2. Ambisi mendorong reformasi di negara tuan rumah
Masalahnya, terkadang penyelenggaraan Piala Dunia dianggap bakal jadi pemicu reformasi atau perubahan di negara tuan rumah. Saat Rusia terpilih jadi tuan rumah Piala Dunia 2018, beberapa pihak optimistis ini akan jadi titik balik demokrasi dan keterbukaan di negara yang pernah berjuluk Negeri Tirai Besi itu. Nyatanya, 4 tahun setelah Piala Dunia 2018, Rusia justru makin terkucil karena keputusan mereka melakukan invasi ke Ukraina.
Afrika Selatan dan Brasil yang pernah jadi tuan rumah Piala Dunia pada beberapa edisi sebelumnya juga tak mengalami perubahan berarti. Keduanya justru jadi rumah untuk stadion-stadion mangkrak. Hal serupa terjadi di Qatar, yang membuat Stadion 974 dengan klaim keberlanjutan selangit. Menurut laporan ESPN per November 2023 lalu, Stadion 974 masih berdiri kokoh, alih-alih dibongkar dan dipindah sesuai klaim mereka. Nyatanya, memindahkan kontainer-kontainer stadion ke tuan rumah Piala Dunia berikutnya bukan perkara mudah.

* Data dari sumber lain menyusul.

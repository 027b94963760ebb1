//! Debug script to inspect the search results markup from euroshare.eu
//!
//! Usage: cargo run --example debug_search -- "doctor who" [page]

use euroshare_core::url::build_search_path;
use euroshare_core::{ClientConfig, EuroshareClient, Session, parse_search_results};

#[tokio::main]
async fn main() -> Result<(), Box<dyn std::error::Error>> {
    let mut args = std::env::args().skip(1);
    let query = args.next().unwrap_or_else(|| "doctor who".to_string());
    let page = args.next().and_then(|p| p.parse().ok()).unwrap_or(1);

    let storage = std::env::temp_dir().join("euroshare-debug");
    let session = Session::open(&storage);
    let client = EuroshareClient::new(&ClientConfig::default(), &session)?;

    let path = build_search_path(&query, page);
    println!("Fetching {}{} ...\n", client.base_url(), path);
    let html = client.fetch(&path, None).await?;

    // Save HTML to file for inspection
    std::fs::write("debug_search.html", &html)?;
    println!("HTML saved to debug_search.html");

    let results = parse_search_results(&html, client.base_url())?;
    println!("\n=== {} results, next page: {:?} ===\n", results.videos.len(), results.next_page);
    for video in &results.videos {
        println!("{:>12}  {}\n              {}", video.size_bytes, video.label, video.detail_url);
    }

    Ok(())
}
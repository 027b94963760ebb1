//! Command implementations
//!
//! Each command drives the scraper and returns what the front end prints.

use std::io::{self, BufRead, Write};

use euroshare_core::{EuroshareError, EuroshareScraper, Result};
use log::debug;

use crate::menu::{MenuItem, SEARCH_VIDEOS, SortMethod, root_menu, search_menu};

/// Root listing with the account credit
pub async fn show_root_menu(scraper: &mut EuroshareScraper) -> Result<Vec<MenuItem>> {
    let credit = scraper.get_credit().await?;
    Ok(root_menu(credit.as_deref()))
}

/// One page of search results as rows
pub async fn search_results(
    scraper: &mut EuroshareScraper,
    query: &str,
    page: u32,
    sort: SortMethod,
) -> Result<Vec<MenuItem>> {
    let page = page.max(1);
    let results = scraper.get_videos(query, page).await?;
    debug!(
        "{} results for {:?} on page {}, next: {:?}",
        results.videos.len(),
        query,
        page,
        results.next_page
    );
    Ok(search_menu(query, page, &results, sort))
}

/// Playable URL for a detail page
pub async fn stream_url(scraper: &EuroshareScraper, detail_url: &str) -> Result<String> {
    scraper.get_stream(detail_url).await
}

/// True when a command failed because the site could not be reached
pub fn is_network_failure(err: &anyhow::Error) -> bool {
    err.downcast_ref::<EuroshareError>()
        .is_some_and(EuroshareError::is_network)
}

/// Reads a search query from stdin, `None` when the user enters nothing
pub fn prompt_query() -> io::Result<Option<String>> {
    print!("{}: ", SEARCH_VIDEOS);
    io::stdout().flush()?;

    let mut line = String::new();
    io::stdin().lock().read_line(&mut line)?;
    let query = line.trim();
    Ok((!query.is_empty()).then(|| query.to_string()))
}
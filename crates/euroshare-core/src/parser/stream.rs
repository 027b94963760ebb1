//! Detail page parser for euroshare.eu
//!
//! Resolves the directly playable URL from a file detail page. Files with an
//! inline player carry a `<video><source>`; the rest only offer a play link.

use scraper::Html;

use crate::error::{EuroshareError, Result};
use crate::parser::selector;
use crate::url::absolutize;

/// Extracts the playable URL from a detail page
///
/// The content block is the first `div` inside `div#obsah`. Its video
/// `source` wins; otherwise the link in `p.text-vpravo` is used.
///
/// # Arguments
/// * `html` - Raw HTML string from the detail page
/// * `base_url` - Site root used when the page links relatively
///
/// # Errors
/// - `ElementNotFound` if the content block, video source and play link are all missing
/// - `ParseError` if a selector cannot be built
pub fn parse_stream_url(html: &str, base_url: &str) -> Result<String> {
    let document = Html::parse_document(html);
    let content_selector = selector("div#obsah div")?;
    let source_selector = selector("video source[src]")?;
    let link_selector = selector("p.text-vpravo a[href]")?;

    let content = document.select(&content_selector).next().ok_or_else(|| {
        EuroshareError::ElementNotFound("content block div#obsah".to_string())
    })?;

    let url = content
        .select(&source_selector)
        .find_map(|source| source.value().attr("src"))
        .or_else(|| {
            content
                .select(&link_selector)
                .find_map(|link| link.value().attr("href"))
        })
        .map(str::trim)
        .filter(|url| !url.is_empty())
        .ok_or_else(|| {
            EuroshareError::ElementNotFound("video source or play link".to_string())
        })?;

    Ok(absolutize(base_url, url))
}
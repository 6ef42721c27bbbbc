//! The resource map.
//!
//! Four indices live behind one `RwLock`:
//!
//! - `owners`: identity → owning groups, in first-registration order
//! - `statuses`: identity → cached status
//! - `by_kind`: group/kind → identities of that type
//! - `by_group`: owning group → identities it references
//!
//! Every mutation updates all affected indices under the write lock, so a
//! reader never observes half of a `register` or `deregister`.

use crate::mapping_trait::ResourceMapping;
use crate::owner::OwnerRef;
use crate::status::CachedStatus;
use crds::{GroupKind, ResourceIdentity};
use std::collections::{HashMap, HashSet};
use std::sync::{PoisonError, RwLock, RwLockReadGuard, RwLockWriteGuard};
use tracing::debug;

#[derive(Debug, Default)]
struct Indices {
    owners: HashMap<ResourceIdentity, Vec<OwnerRef>>,
    statuses: HashMap<ResourceIdentity, CachedStatus>,
    by_kind: HashMap<GroupKind, HashSet<ResourceIdentity>>,
    by_group: HashMap<OwnerRef, HashSet<ResourceIdentity>>,
}

impl Indices {
    /// Adds the edge. Returns false if it already existed.
    fn insert(&mut self, owner: &OwnerRef, identity: &ResourceIdentity) -> bool {
        let owners = self.owners.entry(identity.clone()).or_default();
        if owners.contains(owner) {
            return false;
        }
        owners.push(owner.clone());
        self.by_kind
            .entry(identity.group_kind())
            .or_default()
            .insert(identity.clone());
        self.by_group
            .entry(owner.clone())
            .or_default()
            .insert(identity.clone());
        true
    }

    /// Removes the edge. Returns false if it did not exist.
    ///
    /// Kinds left without any identity are added to `released`. A group left
    /// without any identity is forgotten.
    fn remove(
        &mut self,
        owner: &OwnerRef,
        identity: &ResourceIdentity,
        released: &mut HashSet<GroupKind>,
    ) -> bool {
        let Some(owners) = self.owners.get_mut(identity) else {
            return false;
        };
        let Some(pos) = owners.iter().position(|o| o == owner) else {
            return false;
        };
        // Vec::remove keeps the remaining owners in registration order
        owners.remove(pos);

        if owners.is_empty() {
            self.owners.remove(identity);
            self.statuses.remove(identity);
            let gk = identity.group_kind();
            if let Some(ids) = self.by_kind.get_mut(&gk) {
                ids.remove(identity);
                if ids.is_empty() {
                    self.by_kind.remove(&gk);
                    released.insert(gk);
                }
            }
        }

        if let Some(ids) = self.by_group.get_mut(owner) {
            ids.remove(identity);
            if ids.is_empty() {
                self.by_group.remove(owner);
            }
        }
        true
    }

    /// Panics in debug builds if the indices disagree.
    fn check_consistency(&self) {
        if !cfg!(debug_assertions) {
            return;
        }
        for (identity, owners) in &self.owners {
            assert!(!owners.is_empty(), "{identity} is registered with no owners");
            assert!(
                self.by_kind
                    .get(&identity.group_kind())
                    .is_some_and(|ids| ids.contains(identity)),
                "{identity} missing from its kind index"
            );
            for owner in owners {
                assert!(
                    self.by_group.get(owner).is_some_and(|ids| ids.contains(identity)),
                    "{identity} missing from group index of {owner}"
                );
            }
        }
        for (gk, ids) in &self.by_kind {
            assert!(!ids.is_empty(), "empty kind index entry for {gk}");
            for identity in ids {
                assert!(identity.is_kind(gk), "{identity} filed under {gk}");
                assert!(self.owners.contains_key(identity), "{identity} indexed under {gk} without owners");
            }
        }
        for (owner, ids) in &self.by_group {
            assert!(!ids.is_empty(), "empty group index entry for {owner}");
            for identity in ids {
                assert!(
                    self.owners.get(identity).is_some_and(|owners| owners.contains(owner)),
                    "{owner} lists {identity} but is not among its owners"
                );
            }
        }
        for identity in self.statuses.keys() {
            assert!(self.owners.contains_key(identity), "status cached for unowned {identity}");
        }
    }
}

/// Outcome of replacing the resource set of one group.
#[derive(Debug, Clone, Default, PartialEq, Eq)]
pub struct GroupDiff {
    /// Identities the group newly references, in spec order
    pub added: Vec<ResourceIdentity>,
    /// Identities the group no longer references, sorted
    pub removed: Vec<ResourceIdentity>,
    /// Kinds with no registered identity left; their watches can be stopped
    pub released_kinds: HashSet<GroupKind>,
}

impl GroupDiff {
    /// True when the call changed nothing
    #[must_use]
    pub fn is_empty(&self) -> bool {
        self.added.is_empty() && self.removed.is_empty() && self.released_kinds.is_empty()
    }
}

/// Concurrency-safe index from resources to the groups that reference them.
///
/// Share it behind an `Arc`; every method takes `&self`.
#[derive(Debug, Default)]
pub struct ResourceMap {
    indices: RwLock<Indices>,
}

impl ResourceMap {
    /// Creates an empty map
    #[must_use]
    pub fn new() -> Self {
        Self::default()
    }

    // Poisoned locks are recovered; check_consistency covers the indices in debug builds.
    fn read(&self) -> RwLockReadGuard<'_, Indices> {
        self.indices.read().unwrap_or_else(PoisonError::into_inner)
    }

    fn write(&self) -> RwLockWriteGuard<'_, Indices> {
        self.indices.write().unwrap_or_else(PoisonError::into_inner)
    }

    /// Owners of `identity` in registration order. Empty if unregistered.
    #[must_use]
    pub fn get(&self, identity: &ResourceIdentity) -> Vec<OwnerRef> {
        self.read().owners.get(identity).cloned().unwrap_or_default()
    }

    /// Identities currently registered under `gk`
    #[must_use]
    pub fn resources_of_kind(&self, gk: &GroupKind) -> HashSet<ResourceIdentity> {
        self.read().by_kind.get(gk).cloned().unwrap_or_default()
    }

    /// Kinds with at least one registered identity
    #[must_use]
    pub fn watched_kinds(&self) -> HashSet<GroupKind> {
        self.read().by_kind.keys().cloned().collect()
    }

    /// Identities referenced by `owner`, sorted
    #[must_use]
    pub fn resources_of_group(&self, owner: &OwnerRef) -> Vec<ResourceIdentity> {
        let mut ids: Vec<_> = self
            .read()
            .by_group
            .get(owner)
            .map(|ids| ids.iter().cloned().collect())
            .unwrap_or_default();
        ids.sort();
        ids
    }

    /// Whether `owner` references at least one identity
    #[must_use]
    pub fn has_group(&self, owner: &OwnerRef) -> bool {
        self.read().by_group.contains_key(owner)
    }

    /// Groups referencing at least one identity, sorted
    #[must_use]
    pub fn groups(&self) -> Vec<OwnerRef> {
        let mut owners: Vec<_> = self.read().by_group.keys().cloned().collect();
        owners.sort();
        owners
    }

    /// Number of groups referencing at least one identity
    #[must_use]
    pub fn group_count(&self) -> usize {
        self.read().by_group.len()
    }

    /// True when no identity is registered
    #[must_use]
    pub fn is_empty(&self) -> bool {
        self.read().owners.is_empty()
    }

    /// Cached status of `identity`, if one was set while it was registered
    #[must_use]
    pub fn get_status(&self, identity: &ResourceIdentity) -> Option<CachedStatus> {
        self.read().statuses.get(identity).cloned()
    }

    /// Stores the status of `identity`.
    ///
    /// A no-op when `identity` has no owners, which happens when a group drops
    /// a resource while its status is being computed.
    pub fn set_status(&self, identity: &ResourceIdentity, status: CachedStatus) {
        let mut indices = self.write();
        if !indices.owners.contains_key(identity) {
            debug!(resource = %identity, "Ignoring status for unregistered resource");
            return;
        }
        indices.statuses.insert(identity.clone(), status);
        indices.check_consistency();
    }

    /// Adds the edge `owner → identity`. Returns false if it already existed.
    pub fn register(&self, owner: OwnerRef, identity: ResourceIdentity) -> bool {
        let mut indices = self.write();
        let added = indices.insert(&owner, &identity);
        indices.check_consistency();
        if added {
            debug!(group = %owner, resource = %identity, "Registered resource");
        }
        added
    }

    /// Removes the edge `owner → identity`. Returns false if it did not exist.
    pub fn deregister(&self, owner: &OwnerRef, identity: &ResourceIdentity) -> bool {
        let mut indices = self.write();
        let mut released = HashSet::new();
        let removed = indices.remove(owner, identity, &mut released);
        indices.check_consistency();
        if removed {
            debug!(group = %owner, resource = %identity, "Deregistered resource");
        }
        removed
    }

    /// Replaces the set of identities `owner` references with `resources`.
    ///
    /// Applied atomically: readers see either the old or the new set.
    /// Duplicates in `resources` are ignored.
    pub fn reconcile_group(&self, owner: &OwnerRef, resources: &[ResourceIdentity]) -> GroupDiff {
        let desired: HashSet<&ResourceIdentity> = resources.iter().collect();
        let mut diff = GroupDiff::default();

        let mut indices = self.write();
        let stale: Vec<ResourceIdentity> = indices
            .by_group
            .get(owner)
            .map(|ids| ids.iter().filter(|id| !desired.contains(id)).cloned().collect())
            .unwrap_or_default();

        for identity in stale {
            if indices.remove(owner, &identity, &mut diff.released_kinds) {
                diff.removed.push(identity);
            }
        }
        for identity in resources {
            if indices.insert(owner, identity) {
                diff.added.push(identity.clone());
            }
        }

        // A kind emptied by a removal may have been refilled by an insert
        diff.released_kinds.retain(|gk| !indices.by_kind.contains_key(gk));
        indices.check_consistency();
        drop(indices);

        diff.removed.sort();
        if !diff.is_empty() {
            debug!(
                group = %owner,
                added = diff.added.len(),
                removed = diff.removed.len(),
                released_kinds = diff.released_kinds.len(),
                "Reconciled group resources"
            );
        }
        diff
    }

    /// Drops every edge of `owner` and forgets the group.
    pub fn remove_group(&self, owner: &OwnerRef) -> GroupDiff {
        let mut diff = GroupDiff::default();

        let mut indices = self.write();
        let ids: Vec<ResourceIdentity> = indices
            .by_group
            .get(owner)
            .map(|ids| ids.iter().cloned().collect())
            .unwrap_or_default();
        for identity in ids {
            if indices.remove(owner, &identity, &mut diff.released_kinds) {
                diff.removed.push(identity);
            }
        }
        indices.by_group.remove(owner);
        indices.check_consistency();
        drop(indices);

        diff.removed.sort();
        debug!(group = %owner, removed = diff.removed.len(), "Removed group");
        diff
    }
}

impl ResourceMapping for ResourceMap {
    fn get(&self, identity: &ResourceIdentity) -> Vec<OwnerRef> {
        ResourceMap::get(self, identity)
    }

    fn resources_of_kind(&self, gk: &GroupKind) -> HashSet<ResourceIdentity> {
        ResourceMap::resources_of_kind(self, gk)
    }

    fn set_status(&self, identity: &ResourceIdentity, status: CachedStatus) {
        ResourceMap::set_status(self, identity, status);
    }
}
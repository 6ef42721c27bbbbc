//! Resource Map
//!
//! In-memory, concurrency-safe index between watched resources and the
//! ResourceGroups that reference them.
//!
//! # Example
//!
//! ```
//! use resource_map::{OwnerRef, ResourceMap};
//! use crds::ResourceIdentity;
//!
//! let map = ResourceMap::new();
//! let owner = OwnerRef::new("ns1", "group1");
//! let cm = ResourceIdentity::new("", "ConfigMap", "ns1", "cm1");
//!
//! map.register(owner.clone(), cm.clone());
//! assert_eq!(map.get(&cm), vec![owner]);
//! ```
//!
//! # Components
//!
//! - **ResourceMap**: forward index (identity → owners, cached status) and type
//!   index (group/kind → identities) behind a single lock
//! - **ResourceMapping**: the read/status capability the event handler needs
//! - **extract_group_kinds**: the set of types a resource list requires watches for

pub mod group_kinds;
pub mod map;
#[path = "trait.rs"]
pub mod mapping_trait;
pub mod owner;
pub mod status;

pub use group_kinds::extract_group_kinds;
pub use map::{GroupDiff, ResourceMap};
pub use mapping_trait::ResourceMapping;
pub use owner::OwnerRef;
pub use status::CachedStatus;
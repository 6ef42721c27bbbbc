//! Prints the ResourceGroup CRD manifest as YAML.
//!
//! Usage: `cargo run -p crds --bin crdgen > config/crd/resourcegroup.yaml`

use crds::ResourceGroup;
use kube::CustomResourceExt;

fn main() -> Result<(), serde_yaml::Error> {
    let crd = serde_yaml::to_string(&ResourceGroup::crd())?;
    print!("{crd}");
    Ok(())
}
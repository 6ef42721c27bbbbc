//! ResourceGroup Controller
//!
//! Aggregates the status of arbitrary Kubernetes objects into the
//! `ResourceGroup` that lists them.
//!
//! The controller keeps an inventory mapping every listed object to the groups
//! that reference it, watches every referenced kind, and turns each change of a
//! watched object into one reconcile event per owning group.

mod backoff;
mod config;
mod controller;
mod error;
mod handler;
mod root;
mod status;
mod watch;
#[cfg(test)]
mod test_utils;

use crate::config::ControllerConfig;
use crate::error::ControllerError;
use controller::Controller;
use tracing::info;
use tracing_subscriber::EnvFilter;

#[tokio::main]
async fn main() -> Result<(), ControllerError> {
    // Install the ring provider before any TLS client is built
    let _ = rustls::crypto::ring::default_provider().install_default();

    tracing_subscriber::fmt()
        .with_env_filter(EnvFilter::try_from_default_env().unwrap_or_else(|_| EnvFilter::new("info")))
        .init();

    info!("Starting ResourceGroup Controller");

    let config = ControllerConfig::from_env()?;

    info!("Configuration:");
    info!("  Namespace: {}", config.namespace.as_deref().unwrap_or("all namespaces"));
    info!("  Event queue capacity: {}", config.queue_capacity);
    info!(
        "  Enqueue timeout: {}",
        config
            .enqueue_timeout
            .map_or_else(|| "none".to_string(), |t| format!("{}s", t.as_secs()))
    );
    info!(
        "  Discovery backoff: {}s..{}s",
        config.backoff_min_secs, config.backoff_max_secs
    );

    let controller = Controller::new(config).await?;
    controller.run().await?;

    Ok(())
}
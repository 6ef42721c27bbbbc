//! # Fibonacci Backoff
//!
//! Retry delays for resolving a watched kind through API discovery.
//! A kind referenced by a ResourceGroup may not be served yet (its CRD is
//! applied later), so the watch task keeps retrying with a delay that grows
//! along the Fibonacci sequence: 1s, 1s, 2s, 3s, 5s, 8s, ... up to the cap.

use std::time::Duration;

/// Fibonacci backoff calculator
///
/// Each delay is the sum of the previous two, capped at `max_secs`.
#[derive(Debug, Clone)]
pub struct FibonacciBackoff {
    /// Previous backoff in seconds
    prev_secs: u64,
    /// Current backoff in seconds
    current_secs: u64,
    /// Maximum backoff in seconds
    max_secs: u64,
}

impl FibonacciBackoff {
    /// Create a new Fibonacci backoff with the given bounds in seconds
    ///
    /// `min_secs` is clamped to at least 1 and `max_secs` to at least `min_secs`.
    #[must_use]
    pub fn new(min_secs: u64, max_secs: u64) -> Self {
        let min_secs = min_secs.max(1);
        Self {
            prev_secs: 0,
            current_secs: min_secs,
            max_secs: max_secs.max(min_secs),
        }
    }

    /// Get the next backoff duration and advance the sequence
    pub fn next_backoff(&mut self) -> Duration {
        let result = self.current_secs;

        let next = self.prev_secs.saturating_add(self.current_secs);
        self.prev_secs = self.current_secs;
        self.current_secs = next.min(self.max_secs);

        Duration::from_secs(result)
    }
}

#[cfg(test)]
mod tests {
    use super::*;

    fn secs(backoff: &mut FibonacciBackoff) -> u64 {
        backoff.next_backoff().as_secs()
    }

    #[test]
    fn test_fibonacci_backoff_sequence() {
        let mut backoff = FibonacciBackoff::new(1, 60);

        assert_eq!(secs(&mut backoff), 1);
        assert_eq!(secs(&mut backoff), 1);
        assert_eq!(secs(&mut backoff), 2);
        assert_eq!(secs(&mut backoff), 3);
        assert_eq!(secs(&mut backoff), 5);
        assert_eq!(secs(&mut backoff), 8);
        assert_eq!(secs(&mut backoff), 13);
    }

    #[test]
    fn test_fibonacci_backoff_max_cap() {
        let mut backoff = FibonacciBackoff::new(1, 10);

        for expected in [1, 1, 2, 3, 5, 8, 10] {
            assert_eq!(secs(&mut backoff), expected);
        }
        // Next would be 18 (8+10), but should be capped at 10
        assert_eq!(secs(&mut backoff), 10);
        // Should stay at max
        assert_eq!(secs(&mut backoff), 10);
    }

    #[test]
    fn test_fibonacci_backoff_larger_minimum() {
        let mut backoff = FibonacciBackoff::new(2, 20);
        for expected in [2, 2, 4, 6, 10, 16, 20, 20] {
            assert_eq!(secs(&mut backoff), expected);
        }
    }

    #[test]
    fn test_fibonacci_backoff_clamps_bounds() {
        // Zero minimum would never back off
        let mut backoff = FibonacciBackoff::new(0, 0);
        assert_eq!(secs(&mut backoff), 1);
        assert_eq!(secs(&mut backoff), 1);
        assert_eq!(secs(&mut backoff), 1);
    }
}
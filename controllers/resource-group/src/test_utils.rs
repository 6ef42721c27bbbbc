//! Test utilities for unit testing the handler and reconcilers
//!
//! This module provides helpers for creating test objects and a fixed-answer
//! resource mapping.

#[cfg(test)]
use crds::{GroupKind, ResourceIdentity};
#[cfg(test)]
use kube::core::{ApiResource, DynamicObject, GroupVersionKind};
#[cfg(test)]
use resource_map::{CachedStatus, OwnerRef, ResourceMapping};
#[cfg(test)]
use std::collections::HashSet;

/// Mapping with hard-wired owners
///
/// Objects of kind `MyKind` belong to `my-namespace/my-name` and
/// `namespace2/name2`; everything else to `namespace1/name1` and
/// `namespace2/name2`.
#[cfg(test)]
#[derive(Debug, Default)]
pub struct FakeMapping;

#[cfg(test)]
impl ResourceMapping for FakeMapping {
    fn get(&self, identity: &ResourceIdentity) -> Vec<OwnerRef> {
        if identity.kind == "MyKind" {
            return vec![
                OwnerRef::new("my-namespace", "my-name"),
                OwnerRef::new("namespace2", "name2"),
            ];
        }
        vec![
            OwnerRef::new("namespace1", "name1"),
            OwnerRef::new("namespace2", "name2"),
        ]
    }

    fn resources_of_kind(&self, _gk: &GroupKind) -> HashSet<ResourceIdentity> {
        HashSet::new()
    }

    fn set_status(&self, _identity: &ResourceIdentity, _status: CachedStatus) {}
}

/// Helper to create an unstructured JSON object
#[cfg(test)]
pub fn unstructured(
    api_version: &str,
    kind: &str,
    namespace: Option<&str>,
    name: &str,
) -> serde_json::Value {
    let mut metadata = serde_json::json!({ "name": name });
    if let Some(ns) = namespace {
        metadata["namespace"] = serde_json::Value::String(ns.to_string());
    }
    serde_json::json!({
        "apiVersion": api_version,
        "kind": kind,
        "metadata": metadata,
    })
}

/// Helper to create a `DynamicObject` with type fields set
#[cfg(test)]
pub fn dynamic_object(
    group: &str,
    version: &str,
    kind: &str,
    namespace: Option<&str>,
    name: &str,
) -> DynamicObject {
    let ar = ApiResource::from_gvk(&GroupVersionKind::gvk(group, version, kind));
    let obj = DynamicObject::new(name, &ar);
    match namespace {
        Some(ns) => obj.within(ns),
        None => obj,
    }
}

/// Client pointing at a closed local port
///
/// Nothing connects until a request is made; requests fail fast.
#[cfg(test)]
pub fn test_client() -> kube::Client {
    let _ = rustls::crypto::ring::default_provider().install_default();
    let uri = "http://127.0.0.1:9".parse().expect("valid uri");
    kube::Client::try_from(kube::Config::new(uri)).expect("client from static config")
}

/// Helper to create a ResourceGroup with the given resources
#[cfg(test)]
pub fn resource_group(
    namespace: &str,
    name: &str,
    resources: Vec<ResourceIdentity>,
) -> crds::ResourceGroup {
    let mut rg = crds::ResourceGroup::new(
        name,
        crds::ResourceGroupSpec {
            resources,
            descriptor: None,
        },
    );
    rg.metadata.namespace = Some(namespace.to_string());
    rg.metadata.generation = Some(1);
    rg
}

/// In-memory watch registry
///
/// `ensure` and `release` only track the kind set; `lookup` answers from
/// `objects` for watched kinds.
#[cfg(test)]
#[derive(Default)]
pub struct FakeWatches {
    watched: std::sync::Mutex<std::collections::BTreeSet<GroupKind>>,
    objects: std::sync::Mutex<std::collections::HashMap<ResourceIdentity, DynamicObject>>,
}

#[cfg(test)]
impl FakeWatches {
    /// Makes `obj` visible under `identity`
    pub fn insert(&self, identity: ResourceIdentity, obj: DynamicObject) {
        self.objects.lock().expect("objects lock").insert(identity, obj);
    }
}

#[cfg(test)]
impl crate::watch::WatchRegistry for FakeWatches {
    fn ensure(&self, gk: &GroupKind) -> bool {
        self.watched.lock().expect("watched lock").insert(gk.clone())
    }

    fn release(&self, gk: &GroupKind) -> bool {
        self.watched.lock().expect("watched lock").remove(gk)
    }

    fn is_watching(&self, gk: &GroupKind) -> bool {
        self.watched.lock().expect("watched lock").contains(gk)
    }

    fn lookup(&self, identity: &ResourceIdentity) -> crate::watch::Lookup {
        use crate::watch::Lookup;
        if !self.is_watching(&identity.group_kind()) {
            return Lookup::NotWatched;
        }
        match self.objects.lock().expect("objects lock").get(identity) {
            Some(obj) => Lookup::Found(std::sync::Arc::new(obj.clone())),
            None => Lookup::Missing,
        }
    }
}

3. Pendanaan tampaknya masih jadi prioritas FIFA
Pemilihan tuan rumah Piala Dunia pun pada akhirnya juga soal sponsorship alias pendanaan. Saat Rusia terpilih jadi tuan rumah Piala Dunia 2018, FIFA ternyata sudah mengikat kontrak kemitraan dengan Gazprom, perusahaan energi yang sebagian besar sahamnya dimiliki pemerintah Rusia. Kontrak itu ditandatangani pada 2013 dan berlaku hingga akhir 2018.
Lima tahun sebelum Qatar menyelenggarakan Piala Dunia 2022, FIFA menandatangani kerja sama dengan Qatar Airways, maskapai penerbangan yang sepenuhnya dikelola pemerintah Qatar. Tujuh bulan sebelum ditunjuk sebagai tuan rumah Piala Dunia 2034, tepatnya pada April 2024, FIFA dan Aramco, perusahaan minyak yang sebagian besar sahamnya dimiliki pemerintah Arab Saudi, menandatangani kerja sama kemitraan.
Selain alasan pemerataan, terlihat beberapa negara terpilih jadi tuan rumah karena kemampuan mereka menunjukkan komitmen untuk berkontribusi dalam keuangan FIFA. Sesuai dengan rekam jejak mereka, FIFA bukan institusi yang progresif dan konsisten. Apalagi untuk urusan HAM. Mereka bukan tipe entitas yang akan ambil pusing. Beda nasib Israel dan Rusia saat ini adalah salah satu contohnya.